Avis du Conseil fédéral du 15.5.2024
1. le Conseil fédéral, dans le cadre du rapport “Numérisation – Examen d’un assouplissement du droit de la sécurité sociale“Le Conseil fédéral a analysé en détail le cadre juridique et les différentes options de développement du droit des assurances sociales en relation avec les nouveaux modèles d’affaires numériques dans son rapport du 27 octobre 2021 (disponible sous : www.bsv.admin.ch > Publications & Services > Rapports et expertises > Rapports du Conseil fédéral).
Dans le rapport susmentionné, le Conseil fédéral a notamment examiné les avantages et les inconvénients d’une réglementation légale prévoyant la présomption d’activité salariée pour les travailleurs des plateformes et la possibilité de renverser cette présomption par la preuve du contraire. Le rapport conclut qu’il n’est pas nécessaire de prendre d’autres mesures à cet égard pour le moment.

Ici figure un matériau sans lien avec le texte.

//! Centralized tuning constants for Stitchwork part construction.
//!
//! Rarity bounds live in code rather than the catalogs so that balance
//! changes go through review instead of a data edit.

// Document ids -------------------------------------------------------------
pub const PARTS_DOCUMENT: &str = "parts";
pub const TITLES_DOCUMENT: &str = "titles";

// Rarity roll --------------------------------------------------------------
pub const VARIANCE_MIN: f64 = 0.5;
pub const VARIANCE_MAX: f64 = 2.0;

// Stat floors --------------------------------------------------------------
pub(crate) const STAT_FLOOR: f64 = 0.0;

// Effect identities --------------------------------------------------------
pub(crate) const STATIC_IDENTITY: f64 = 0.0;
pub(crate) const PROPORTIONAL_IDENTITY: f64 = 1.0;
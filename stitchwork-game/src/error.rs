use std::fmt;

use thiserror::Error;

/// Errors raised while loading configuration or constructing parts.
#[derive(Debug, Error)]
pub enum ForgeError {
    #[error("configuration document `{document}` not found")]
    ResourceNotFound { document: String },
    #[error("failed to read configuration document `{document}`")]
    Io {
        document: String,
        #[source]
        source: std::io::Error,
    },
    #[error(
        "configuration document `{document}` is malformed at line {line}, column {column}: {message}"
    )]
    ConfigParse {
        document: String,
        line: usize,
        column: usize,
        message: String,
    },
    #[error("entry `{name}` in `{document}` does not match its template: {message}")]
    InvalidTemplate {
        document: String,
        name: String,
        message: String,
    },
    #[error("part `{name}` not found")]
    UnknownPart { name: String },
    #[error("title `{name}` not found")]
    UnknownTitle { name: String },
    #[error("title `{title}` uses invalid scaling metric `{scaling}`")]
    InvalidScaling { title: String, scaling: String },
    #[error("invalid argument `{argument}`: {reason}")]
    InvalidArgument {
        argument: &'static str,
        reason: String,
    },
}

impl ForgeError {
    pub(crate) fn config_parse(document: &str, err: &serde_json::Error) -> Self {
        Self::ConfigParse {
            document: document.to_string(),
            line: err.line(),
            column: err.column(),
            message: err.to_string(),
        }
    }

    pub(crate) fn invalid_template(document: &str, name: &str, err: &serde_json::Error) -> Self {
        Self::InvalidTemplate {
            document: document.to_string(),
            name: name.to_string(),
            message: err.to_string(),
        }
    }
}

/// Which capacity-limited collection of a part rejected an insertion.
#[derive(Debug, Clone, Copy, PartialEq, Eq)]
pub enum SocketKind {
    Female,
    Male,
    Slot,
}

impl fmt::Display for SocketKind {
    fn fmt(&self, f: &mut fmt::Formatter<'_>) -> fmt::Result {
        let label = match self {
            Self::Female => "female socket",
            Self::Male => "male socket",
            Self::Slot => "slot",
        };
        f.write_str(label)
    }
}

/// Returned when a socket or slot is already at capacity.
///
/// The rejected item is handed back so the caller keeps ownership of it.
#[derive(Debug, Clone, PartialEq)]
pub struct CapacityError<T> {
    pub kind: SocketKind,
    pub max: u32,
    pub element: T,
}

impl<T> CapacityError<T> {
    /// Recover the item that could not be installed.
    pub fn into_element(self) -> T {
        self.element
    }
}

impl<T> fmt::Display for CapacityError<T> {
    fn fmt(&self, f: &mut fmt::Formatter<'_>) -> fmt::Result {
        write!(f, "every {} is in use ({} max)", self.kind, self.max)
    }
}

impl<T: fmt::Debug> std::error::Error for CapacityError<T> {}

2. les cantons organisent de manière autonome leurs activités de contrôle par sondage sur la base de la loi sur le travail. Ils le font en fonction des risques ou sur la base de dénonciations concrètes. La question de l’existence d’une relation de travail est jugée par le Tribunal fédéral pour chaque cas concret. Ainsi, c’est en premier lieu l’inspection cantonale du travail (ICT) directement concernée qui met en œuvre la décision rendue et informe les autres ICT et le SECO, dans le cadre des canaux existants, des expériences faites et de la procédure qu’ils ont choisie. Comme les conditions contractuelles d’Uber/Uber Eats sont constamment adaptées, les décisions ne peuvent souvent pas être transposées directement à d’autres situations.
3. le système suisse de sécurité sociale est suffisamment flexible pour s’adapter aux évolutions de l’économie numérique et aux nouvelles formes de travail. La qualification juridique des travailleurs des plateformes ne constitue donc pas un défi particulier pour les autorités en charge des assurances sociales. Elle s’effectue, comme pour les autres activités lucratives, sur la base des conditions économiques réelles avec une évaluation au cas par cas. Les organes d’exécution ne sont confrontés à un surcroît de travail que si une procédure judiciaire est engagée, car elle peut être très coûteuse et de longue durée. L’ampleur des coûts et des dépenses des institutions de sécurité sociale à cet égard n’est pas connue.
4. la directive européenne sur les plateformes n’a pas encore été formellement adoptée. Du point de vue du Conseil fédéral, il est donc trop tôt pour évaluer les éventuelles conséquences ou déterminer les éventuelles mesures à prendre.
5. les systèmes automatisés utilisés par les plateformes sont d’ores et déjà pris en compte pour déterminer le statut au regard de la sécurité sociale, dans la mesure où ils ont une influence sur les conditions économiques réelles. Comme le Conseil fédéral l’a indiqué dans sa réponse à la Interpellation Feller (23.3516 “Interdiction de principe ou provisoire de certaines plates-formes d’intelligence artificielle”) a retenu, il suit de près les développements au niveau international en matière de réglementation de l’intelligence artificielle et prendra les mesures nécessaires si nécessaire.